Les principes SOLID ont 30 ans mais restent d'une pertinence absolue. Revisités à l'aune des architectures modernes — microservices, functional programming, IA — ils révèlent leur profondeur.
SOLID est un acronyme popularisé par Robert Martin regroupant cinq principes de conception objet. Souvent présentés comme des règles à suivre mécaniquement — c'est une erreur. Ce sont des heuristiques qui guident la conception, pas des lois absolues. Comprendre pourquoi ils existent permet de les appliquer intelligemment.
Single Responsibility Principle — une classe ne devrait avoir qu'une seule raison de changer. Pas « une méthode » ni « cent lignes maximum » : si vous modifiez une classe pour des raisons métier et pour des raisons techniques, elle porte trop de responsabilités. C'est le principe le plus cité et le plus mal appliqué.
Open/Closed Principle — ouvert à l'extension, fermé à la modification. Ajouter un comportement ne doit pas impliquer de modifier le code existant, mais de l'étendre — via le polymorphisme, les stratégies, les plugins. On limite ainsi la régression sur du code déjà testé.

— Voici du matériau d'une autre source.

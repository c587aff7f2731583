//! Save command

use super::CommonArgs;
use clap::Args;
use modelzoo_core::Session;
use modelzoo_store::ModelHandle;
use std::path::PathBuf;

#[derive(Debug, Args)]
pub struct SaveArgs {
    /// Staging directory holding the trained model's files
    #[arg(long)]
    pub dir: PathBuf,

    /// Training statement recorded with the model
    #[arg(long)]
    pub train_select: String,

    /// Destination: file://<path>, or a table name
    #[arg(long)]
    pub to: String,

    /// User recorded on the session
    #[arg(long, default_value = "")]
    pub user: String,

    #[command(flatten)]
    pub common: CommonArgs,
}

pub fn execute(args: SaveArgs) -> Result<(), Box<dyn std::error::Error>> {
    let config = args.common.load_config()?;
    let session = Session::new(args.common.db.clone().unwrap_or_default()).with_user(args.user);

    ModelHandle::new(args.dir, args.train_select).save(&args.to, &session, &config)?;

    println!("Saved model to {}", args.to);
    Ok(())
}
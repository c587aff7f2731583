//! Configuration
//!
//! Every knob has a default, so an empty TOML document is a complete
//! configuration.
//!
//! ```toml
//! [resolver]
//! default_table = "sqlflow.trained_models"
//! database = "sqlflow"
//!
//! [archive]
//! program = "tar"
//!
//! [blob]
//! chunk_size = 32768
//! ```

use crate::errors::{io_error, PersistError, Result};
use serde::Deserialize;
use std::path::Path;

pub const DEFAULT_TABLE: &str = "sqlflow.trained_models";
pub const DEFAULT_ARCHIVE_PROGRAM: &str = "tar";
pub const DEFAULT_CHUNK_SIZE: usize = 32 * 1024;

/// Top-level configuration
#[derive(Debug, Clone, Default, PartialEq, Eq, Deserialize)]
#[serde(default, deny_unknown_fields)]
pub struct ModelZooConfig {
    pub resolver: ResolverConfig,
    pub archive: ArchiveConfig,
    pub blob: BlobConfig,
}

/// Defaults applied when resolving bare table destinations
#[derive(Debug, Clone, PartialEq, Eq, Deserialize)]
#[serde(default, deny_unknown_fields)]
pub struct ResolverConfig {
    /// Table used when the destination string is empty
    pub default_table: String,
    /// Qualifier prepended to table names that have none
    pub database: Option<String>,
}

impl Default for ResolverConfig {
    fn default() -> Self {
        Self {
            default_table: DEFAULT_TABLE.to_string(),
            database: None,
        }
    }
}

#[derive(Debug, Clone, PartialEq, Eq, Deserialize)]
#[serde(default, deny_unknown_fields)]
pub struct ArchiveConfig {
    /// Archiver executable, looked up on PATH unless absolute
    pub program: String,
}

impl Default for ArchiveConfig {
    fn default() -> Self {
        Self {
            program: DEFAULT_ARCHIVE_PROGRAM.to_string(),
        }
    }
}

#[derive(Debug, Clone, PartialEq, Eq, Deserialize)]
#[serde(default, deny_unknown_fields)]
pub struct BlobConfig {
    /// Bytes per stored row in a table blob
    pub chunk_size: usize,
}

impl Default for BlobConfig {
    fn default() -> Self {
        Self {
            chunk_size: DEFAULT_CHUNK_SIZE,
        }
    }
}

impl ModelZooConfig {
    /// Parse and validate a TOML document
    pub fn from_toml_str(text: &str) -> Result<Self> {
        let config: ModelZooConfig =
            toml::from_str(text).map_err(|e| PersistError::InvalidConfig {
                reason: e.to_string(),
            })?;
        config.validate()?;
        Ok(config)
    }

    /// Read, parse and validate a TOML file
    pub fn from_file(path: impl AsRef<Path>) -> Result<Self> {
        let path = path.as_ref();
        let text = std::fs::read_to_string(path)
            .map_err(|e| io_error("load_config", e).with_entity_id(path.display().to_string()))?;
        Self::from_toml_str(&text)
    }

    fn validate(&self) -> Result<()> {
        if self.blob.chunk_size == 0 {
            return Err(PersistError::InvalidConfig {
                reason: "blob.chunk_size must be greater than zero".to_string(),
            }
            .into());
        }
        if self.archive.program.trim().is_empty() {
            return Err(PersistError::InvalidConfig {
                reason: "archive.program must not be empty".to_string(),
            }
            .into());
        }
        if self.resolver.default_table.is_empty() {
            return Err(PersistError::InvalidConfig {
                reason: "resolver.default_table must not be empty".to_string(),
            }
            .into());
        }
        Ok(())
    }
}
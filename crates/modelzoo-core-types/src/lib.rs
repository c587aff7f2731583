//! Core types shared across ModelZoo facilities
//!
//! This crate provides foundational types used by the error, logging and
//! persistence layers:
//!
//! - **Correlation types**: RequestId for tying log lines of one save/load together
//! - **Sensitive data**: Sensitive<T> marker for automatic redaction
//! - **Schema constants**: Canonical field keys and event names

pub mod correlation;
pub mod schema;
pub mod sensitive;

pub use correlation::RequestId;
pub use sensitive::Sensitive;
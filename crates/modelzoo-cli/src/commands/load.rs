//! Load command

use super::CommonArgs;
use clap::Args;
use modelzoo_core::destination::{resolve, Backend, Direction};
use modelzoo_store::ModelHandle;
use std::path::PathBuf;

#[derive(Debug, Args)]
pub struct LoadArgs {
    /// Destination the model was saved to
    #[arg(long)]
    pub from: String,

    /// Directory to unpack the model into (created if missing)
    #[arg(long)]
    pub dir: PathBuf,

    #[command(flatten)]
    pub common: CommonArgs,
}

pub fn execute(args: LoadArgs) -> Result<(), Box<dyn std::error::Error>> {
    let config = args.common.load_config()?;
    // Rejected destinations must fail before --db is opened (and created)
    let backend = resolve(&args.from, Direction::Load, &config.resolver)?.backend();
    let db = match backend {
        Backend::TableBlob => args.common.connect()?,
        Backend::Filesystem => None,
    };

    let loaded = ModelHandle::load(&args.from, Some(args.dir.as_path()), db.as_ref(), &config)?;

    println!("Loaded model from {} into {}", args.from, args.dir.display());
    println!("train_select: {}", loaded.train_select());
    Ok(())
}
//! Destination resolution
//!
//! Turns a caller-supplied model URI into a backend choice. Resolution is
//! pure string work and runs before any file or database is touched, on
//! both the save and the load path.

use crate::config::ResolverConfig;
use crate::errors::{PersistError, Result};
use std::fmt;
use std::path::PathBuf;

const SCHEME_SEPARATOR: &str = "://";

/// Which adapter a destination is served by
#[derive(Debug, Clone, Copy, PartialEq, Eq)]
pub enum Backend {
    Filesystem,
    TableBlob,
}

impl Backend {
    pub fn as_str(&self) -> &'static str {
        match self {
            Backend::Filesystem => "filesystem",
            Backend::TableBlob => "table_blob",
        }
    }
}

impl fmt::Display for Backend {
    fn fmt(&self, f: &mut fmt::Formatter<'_>) -> fmt::Result {
        f.write_str(self.as_str())
    }
}

/// A resolved destination
#[derive(Debug, Clone, PartialEq, Eq)]
pub enum Destination {
    /// `file://<dir>/<base>`: archive at `<dir>/<base>.tar.gz`
    Filesystem { dir: PathBuf, base: String },
    /// Bare table identifier
    TableBlob { table: String },
}

impl Destination {
    pub fn backend(&self) -> Backend {
        match self {
            Destination::Filesystem { .. } => Backend::Filesystem,
            Destination::TableBlob { .. } => Backend::TableBlob,
        }
    }
}

/// Which entry point is resolving, for error wording only
#[derive(Debug, Clone, Copy, PartialEq, Eq)]
pub enum Direction {
    Save,
    Load,
}

/// Resolve a destination string into a backend location
///
/// - no `://`: table identifier (empty means `config.default_table`)
/// - `file://path`: directory and base name split on the last `/`
/// - `oss://...`: `UnsupportedBackend`
/// - anything else, including more than one `://`: `MalformedDestination`
pub fn resolve(destination: &str, direction: Direction, config: &ResolverConfig) -> Result<Destination> {
    if !destination.contains(SCHEME_SEPARATOR) {
        let table = qualify_table(destination, config);
        validate_table_identifier(destination, &table)?;
        return Ok(Destination::TableBlob { table });
    }

    let parts: Vec<&str> = destination.split(SCHEME_SEPARATOR).collect();
    if parts.len() != 2 {
        return Err(malformed(
            destination,
            "expected exactly one '://' separator",
        ));
    }

    match parts[0] {
        "file" => split_file_path(destination, parts[1]),
        "oss" => {
            let (operation, direction) = match direction {
                Direction::Save => ("save", "to"),
                Direction::Load => ("load", "from"),
            };
            Err(PersistError::UnsupportedBackend {
                destination: destination.to_string(),
                scheme: "oss".to_string(),
                operation,
                direction,
            }
            .into())
        }
        "" => Err(malformed(destination, "missing scheme before '://'")),
        other => Err(malformed(destination, &format!("unknown scheme '{}'", other))),
    }
}

fn split_file_path(destination: &str, path: &str) -> Result<Destination> {
    let (dir, base) = match path.rfind('/') {
        Some(idx) => (&path[..=idx], &path[idx + 1..]),
        None => ("", path),
    };

    if base.is_empty() {
        return Err(malformed(destination, "path has no base name"));
    }

    let dir = if dir.is_empty() {
        PathBuf::from(".")
    } else {
        PathBuf::from(dir)
    };

    Ok(Destination::Filesystem {
        dir,
        base: base.to_string(),
    })
}

fn qualify_table(name: &str, config: &ResolverConfig) -> String {
    if name.is_empty() {
        return config.default_table.clone();
    }
    match &config.database {
        Some(db) if !name.contains('.') => format!("{}.{}", db, name),
        _ => name.to_string(),
    }
}

/// Table identifiers are interpolated into SQL, so only plain
/// `segment(.segment)*` names are accepted.
fn validate_table_identifier(destination: &str, table: &str) -> Result<()> {
    let valid_segment = |s: &str| {
        let mut chars = s.chars();
        match chars.next() {
            Some(c) if c.is_ascii_alphabetic() || c == '_' => {
                chars.all(|c| c.is_ascii_alphanumeric() || c == '_')
            }
            _ => false,
        }
    };

    if table.split('.').all(valid_segment) {
        Ok(())
    } else {
        Err(malformed(
            destination,
            &format!("'{}' is not a valid table identifier", table),
        ))
    }
}

fn malformed(destination: &str, reason: &str) -> crate::errors::ExError {
    PersistError::MalformedDestination {
        destination: destination.to_string(),
        reason: reason.to_string(),
    }
    .into()
}
//! Structured logging for services running on Google Cloud.
//!
//! Records are written as one JSON object per line with the `message`, `timestamp` and `severity`
//! keys Cloud Logging expects. Errors are written in the shape Error Reporting picks up, with the
//! service name and version, the event time and a stack trace.
//!
//! - [`Logger`] is the general purpose logger, built once from a [`Config`].
//! - [`RequestLogger`] is derived from a [`Logger`] for a single HTTP request and adds the request
//!   details to every record.
//! - [`StackdriverLayer`] routes `tracing` events through the same output.
//!
//! ```rust
//! use std::collections::HashMap;
//!
//! use http::{Request, StatusCode};
//! use stackdriver_logger::{Config, HttpRequestFields, Logger};
//!
//! let logger = Logger::new(Config::new("info", "frontend", "1.0.0")).unwrap();
//!
//! let request = Request::get("/search?q=rust&key=hunter2").body(()).unwrap();
//! let request_logger = logger
//!     .request_logger(HttpRequestFields::new(&request, StatusCode::OK))
//!     .unwrap();
//!
//! // `key` is not written to the log.
//! request_logger.info_json_payload(&HashMap::from([(
//!     "results".to_owned(),
//!     serde_json::json!(10),
//! )]));
//! ```
mod config;
mod engine;
mod fields;
mod layer;
mod logger;
mod request;
mod time;
mod visitor;


pub use config::{Config, ConfigError, Severity};
pub use engine::{Engine, Entry};
pub use fields::{to_fields, Fields, Payload};
pub use layer::StackdriverLayer;
pub use logger::{Logger, ServiceContext};
pub use request::{HttpRequestFields, RequestLogger, ValidationError};
pub use time::Rfc3339Nanos;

Liskov Substitution Principle — un sous-type doit pouvoir remplacer son type parent sans altérer le comportement du programme. Toute violation trahit une mauvaise hiérarchie d'héritage : si
Carré extends Rectanglecasse les préconditions deRectangle, la relation d'héritage est incorrecte.Interface Segregation Principle — préférer plusieurs interfaces spécifiques à une interface générale. Une classe ne devrait pas être forcée d'implémenter des méthodes dont elle n'a pas besoin. Résultat : des contrats plus petits, plus lisibles, plus faciles à mocker dans les tests.
Dependency Inversion Principle — dépendre d'abstractions, jamais de concrétions. C'est le plus transformateur : il est au cœur de la testabilité et de l'architecture hexagonale. Il permet de remplacer une base de données SQL par du NoSQL, une API externe par un mock, sans toucher au code métier. Dans le contexte fonctionnel, ce principe se retrouve dans les pure functions : aucun effet de bord, aucun couplage caché.
SOLID à l'épreuve des architectures modernes
Ces cinq principes ont été formulés dans un contexte orienté objet classique — Java, C++, début des années 2000. Leur pertinence n'a pas diminué, mais leur lecture a évolué.
Dans les microservices, SRP change d'échelle : ce n'est plus la classe qui doit avoir une seule responsabilité, c'est le service entier. Un microservice qui gère à la fois la facturation et la gestion des utilisateurs viole SRP au niveau architectural. La décomposition en bounded contexts du Domain-Driven Design est une application directe de ce principe à grande échelle.
Dans le frontend, OCP se traduit par la composition de composants plutôt que leur modification. Un composant React ou Angular bien conçu est étendu par ses props ou ses slots, pas modifié pour chaque nouveau cas d'usage. Les design systems efficaces sont construits sur ce principe.
Face à l'IA générative, DIP devient un garde-fou critique. Les assistants de code génèrent facilement du code couplé — des appels directs à des APIs concrètes, des instanciations en dur, des dépendances implicites. Relire le code produit par l'IA à travers le prisme de DIP révèle immédiatement les points de fragilité.
Quand ne pas appliquer SOLID
SOLID s'applique là où la complexité le justifie. Sur un script utilitaire, un prototype, ou un CRUD sans logique métier, imposer cinq niveaux d'abstraction crée plus de friction qu'il n'en résout. Le pragmatisme reste la première vertu de l'ingénieur : ces principes sont des outils, pas des obligations. Appliqués mécaniquement, ils produisent exactement le type de sur-ingénierie qu'ils étaient censés prévenir.